- L’ALGORITMO DEI NOSTRI DESIDERI – Le «macchine pensanti» sono sempre più presenti nella nostra vita, per individuare i rischi di malattie o per rendere più confortevoli e sicure le nostre città. Presto potranno anche indovinare ciò che ci piacerebbe acquistare, portandocelo a domicilio… Un grande potere con grandi responsabilità. E i timori del caso.
- IN OSPEDALE C’E’ UN INFERMIERE ROBOT – Gli automi prenderanno il nostro posto in molti settori: anziché taxisti, radiologi, camerieri, giornalisti, addetti alla raccolta dei rifiuti, appariranno software e androidi perfettamente in grado di svolgere queste mansioni. Finiremo tutti disoccupati? No, a patto però di reinventarsi così…
Abbiamo a che fare con un robot in grado di leggere nel pensiero e mi sembra abbastanza importante scoprire come mai abbia questa facoltà». A parlare era la robopsicologa Susan Calvin, personaggio inventato dal genio fantascientifico di Isaac Asimov, nel suo Io, Robot, uscito nel 1950.
Oggi quello delle macchine predittive non è più il sogno dei futurologi, ma un meccanismo che sta per entrare in funzione, un tipo di tecnologia già esistente che aspetta di essere applicata e via via sviluppata. Lo sa bene Amazon, che già da tempo ipotizza di cambiare il suo modello di business attraverso l’Intelligenza artificiale (A.I). La sua capacità di prevedere i nostri acquisti, infatti, sta diventando talmente accurata da rendere più redditizio inviarci direttamente gli articoli che secondo i dati in suo possesso sarebbero di nostro interesse, piuttosto che aspettare che li ordiniamo. Il colosso delle vendite online – il cui giro di affari globale nel 2019 è stato di 280,52 miliardi di dollari – passerebbe così dal meccanismo denominato shopping-than-shipping (comprare poi inviare) a quello di shipping-than-shopping.
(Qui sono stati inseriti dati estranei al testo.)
//! Cross-page selection of records.
//!
//! Selection holds full record snapshots rather than bare ids: bulk actions
//! downstream need names, typed attributes, and aliases without re-fetching.
//! A selected record stays selected when the user pages away from it, and a
//! filter change never clears the selection; only an explicit `clear` (or a
//! completed bulk action) does.

use crate::model::ObjectRecord;

/// Ordered set of currently selected records
#[derive(Debug, Default, Clone)]
pub struct SelectionModel {
    selected: Vec<ObjectRecord>,
}

impl SelectionModel {
    pub fn new() -> Self {
        Self::default()
    }

    pub fn records(&self) -> &[ObjectRecord] {
        &self.selected
    }

    pub fn ids(&self) -> Vec<&str> {
        self.selected.iter().map(|r| r.id.as_str()).collect()
    }

    pub fn len(&self) -> usize {
        self.selected.len()
    }

    pub fn is_empty(&self) -> bool {
        self.selected.is_empty()
    }

    pub fn contains(&self, id: &str) -> bool {
        self.selected.iter().any(|r| r.id == id)
    }

    /// Adds the record if unselected, removes it if selected
    pub fn toggle(&mut self, record: &ObjectRecord) {
        if let Some(position) = self.selected.iter().position(|r| r.id == record.id) {
            self.selected.remove(position);
        } else {
            self.selected.push(record.clone());
        }
    }

    /// Selects every record of the current page that is not already selected.
    /// Records selected on other pages are untouched.
    pub fn select_all_on_page(&mut self, page: &[ObjectRecord]) {
        for record in page {
            if !self.contains(&record.id) {
                self.selected.push(record.clone());
            }
        }
    }

    pub fn clear(&mut self) {
        self.selected.clear();
    }

    /// True when every record of the page is selected (and the page is non-empty)
    pub fn is_all_selected(&self, page: &[ObjectRecord]) -> bool {
        !page.is_empty() && page.iter().all(|r| self.contains(&r.id))
    }

    /// True when some but not all records of the page are selected
    pub fn is_indeterminate(&self, page: &[ObjectRecord]) -> bool {
        let selected_on_page = page.iter().filter(|r| self.contains(&r.id)).count();
        selected_on_page > 0 && selected_on_page < page.len()
    }
}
Se oggi attraverso l’abbonamento Prime di Amazon possiamo ricevere un libro o altri articoli l’indomani mattina, con «Prime now» avere la spesa in un’ora e attraverso l’app ricomprare prodotti già ordinati altre volte con un solo clic, tra un po’ di tempo forse potremmo vederci recapitare il paniere dei sogni, quello neppure immaginato ma in effetti adatto a noi. Come spiegano alla Rotman school of management dell’Università di Toronto, Amazon in quel caso dovrebbe investire in un’infrastruttura titanica per la restituzione dei prodotti, forse con veicoli che una volta a settimana ritirino la merce non desiderata. L’azienda già nel 2017 ha lanciato un sistema, «Amazon key», che permette al corriere di aprire la porta di casa del cliente e mettere il pacchetto all’ingresso, il tutto seguito dall’occhio vigile di una telecamera. E allora perché non si è già passati a questo servizio? Per due motivi: per ora il costo della raccolta dell’invenduto è ancora antieconomico e poi perché questo ritardo, prima di convertire il vecchio modello di commercio, sta permettendo alla A.I. di imparare ancor di più su preferenze e gusti delle persone.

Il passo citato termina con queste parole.